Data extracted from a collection
* * *

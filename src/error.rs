use axum::{
    http::StatusCode,
    response::{IntoResponse, Response},
    Json,
};
use serde_json::json;
use thiserror::Error;

/// Application error types
#[derive(Error, Debug)]
pub enum AppError {
    /// Not found errors
    #[error("Not found: {0}")]
    NotFound(String),

    /// Validation errors
    #[error("Validation error: {0}")]
    Validation(String),

    /// Configuration errors
    #[error("Configuration error: {0}")]
    Configuration(String),

    /// IO errors
    #[error("IO error: {0}")]
    Io(#[from] std::io::Error),

    /// Serialization errors
    #[error("Serialization error: {0}")]
    Serialization(String),

    /// Dataset loading / shape errors
    #[error("Data error: {0}")]
    Data(String),

    /// Model artifacts are absent or not usable for inference
    #[error("Model not available: {0}")]
    ModelUnavailable(String),

    /// Model fitting failed
    #[error("Training error: {0}")]
    Training(String),

    /// The retraining subprocess could not be run or exited unsuccessfully
    #[error("Retraining failed: {0}")]
    RetrainingFailed(String),

    /// Network errors
    #[error("Network error: {0}")]
    Network(String),

    /// Internal server errors
    #[error("Internal error: {0}")]
    Internal(String),
}

impl AppError {
    /// Get HTTP status code for this error
    pub fn status_code(&self) -> StatusCode {
        match self {
            AppError::NotFound(_) => StatusCode::NOT_FOUND,
            AppError::Validation(_) => StatusCode::BAD_REQUEST,
            AppError::Configuration(_) => StatusCode::INTERNAL_SERVER_ERROR,
            AppError::Io(_) => StatusCode::INTERNAL_SERVER_ERROR,
            AppError::Serialization(_) => StatusCode::INTERNAL_SERVER_ERROR,
            AppError::Data(_) => StatusCode::UNPROCESSABLE_ENTITY,
            AppError::ModelUnavailable(_) => StatusCode::SERVICE_UNAVAILABLE,
            AppError::Training(_) => StatusCode::INTERNAL_SERVER_ERROR,
            AppError::RetrainingFailed(_) => StatusCode::INTERNAL_SERVER_ERROR,
            AppError::Network(_) => StatusCode::BAD_GATEWAY,
            AppError::Internal(_) => StatusCode::INTERNAL_SERVER_ERROR,
        }
    }

    /// Get error code string
    pub fn error_code(&self) -> &str {
        match self {
            AppError::NotFound(_) => "NOT_FOUND",
            AppError::Validation(_) => "VALIDATION_ERROR",
            AppError::Configuration(_) => "CONFIGURATION_ERROR",
            AppError::Io(_) => "IO_ERROR",
            AppError::Serialization(_) => "SERIALIZATION_ERROR",
            AppError::Data(_) => "DATA_ERROR",
            AppError::ModelUnavailable(_) => "MODEL_UNAVAILABLE",
            AppError::Training(_) => "TRAINING_ERROR",
            AppError::RetrainingFailed(_) => "RETRAINING_FAILED",
            AppError::Network(_) => "NETWORK_ERROR",
            AppError::Internal(_) => "INTERNAL_ERROR",
        }
    }
}

/// Convert AppError to HTTP response
impl IntoResponse for AppError {
    fn into_response(self) -> Response {
        let status = self.status_code();
        let error_code = self.error_code();
        let message = self.to_string();

        tracing::error!(
            error_code = error_code,
            status_code = status.as_u16(),
            message = %message,
            "Request error"
        );

        let body = Json(json!({
            "error": {
                "code": error_code,
                "message": message,
                "status": status.as_u16(),
            }
        }));

        (status, body).into_response()
    }
}

/// Conversion from serde_json::Error
impl From<serde_json::Error> for AppError {
    fn from(err: serde_json::Error) -> Self {
        AppError::Serialization(err.to_string())
    }
}

/// Conversion from config::ConfigError
impl From<config::ConfigError> for AppError {
    fn from(err: config::ConfigError) -> Self {
        AppError::Configuration(err.to_string())
    }
}

impl From<csv::Error> for AppError {
    fn from(err: csv::Error) -> Self {
        AppError::Data(err.to_string())
    }
}

impl From<reqwest::Error> for AppError {
    fn from(err: reqwest::Error) -> Self {
        AppError::Network(err.to_string())
    }
}

/// Result type alias
pub type Result<T> = std::result::Result<T, AppError>;

#[cfg(test)]
mod tests {
    use super::*;

    #[test]
    fn test_error_status_codes() {
        assert_eq!(
            AppError::NotFound("test".to_string()).status_code(),
            StatusCode::NOT_FOUND
        );
        assert_eq!(
            AppError::Validation("test".to_string()).status_code(),
            StatusCode::BAD_REQUEST
        );
        assert_eq!(
            AppError::ModelUnavailable("test".to_string()).status_code(),
            StatusCode::SERVICE_UNAVAILABLE
        );
    }

    #[test]
    fn test_error_codes() {
        assert_eq!(
            AppError::Validation("test".to_string()).error_code(),
            "VALIDATION_ERROR"
        );
        assert_eq!(
            AppError::RetrainingFailed("exit status 1".to_string()).error_code(),
            "RETRAINING_FAILED"
        );
    }

    #[test]
    fn test_io_error_conversion() {
        let io = std::io::Error::new(std::io::ErrorKind::NotFound, "missing");
        let err: AppError = io.into();
        assert_eq!(err.error_code(), "IO_ERROR");
    }
}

* * *

• Exercise: Output consists of exactly the lines from the one containing "fn from(err: config::ConfigError)" to the end of the records above, retyped without change and with nothing extra.

• Output for this exercise:
    fn from(err: config::ConfigError) -> Self {
        AppError::Configuration(err.to_string())
    }
}

impl From<csv::Error> for AppError {
    fn from(err: csv::Error) -> Self {
        AppError::Data(err.to_string())
    }
}

impl From<reqwest::Error> for AppError {
    fn from(err: reqwest::Error) -> Self {
        AppError::Network(err.to_string())
    }
}

/// Result type alias
pub type Result<T> = std::result::Result<T, AppError>;

#[cfg(test)]
mod tests {
    use super::*;

    #[test]
    fn test_error_status_codes() {
        assert_eq!(
            AppError::NotFound("test".to_string()).status_code(),
            StatusCode::NOT_FOUND
        );
        assert_eq!(
            AppError::Validation("test".to_string()).status_code(),
            StatusCode::BAD_REQUEST
        );
        assert_eq!(
            AppError::ModelUnavailable("test".to_string()).status_code(),
            StatusCode::SERVICE_UNAVAILABLE
        );
    }

    #[test]
    fn test_error_codes() {
        assert_eq!(
            AppError::Validation("test".to_string()).error_code(),
            "VALIDATION_ERROR"
        );
        assert_eq!(
            AppError::RetrainingFailed("exit status 1".to_string()).error_code(),
            "RETRAINING_FAILED"
        );
    }

    #[test]
    fn test_io_error_conversion() {
        let io = std::io::Error::new(std::io::ErrorKind::NotFound, "missing");
        let err: AppError = io.into();
        assert_eq!(err.error_code(), "IO_ERROR");
    }
}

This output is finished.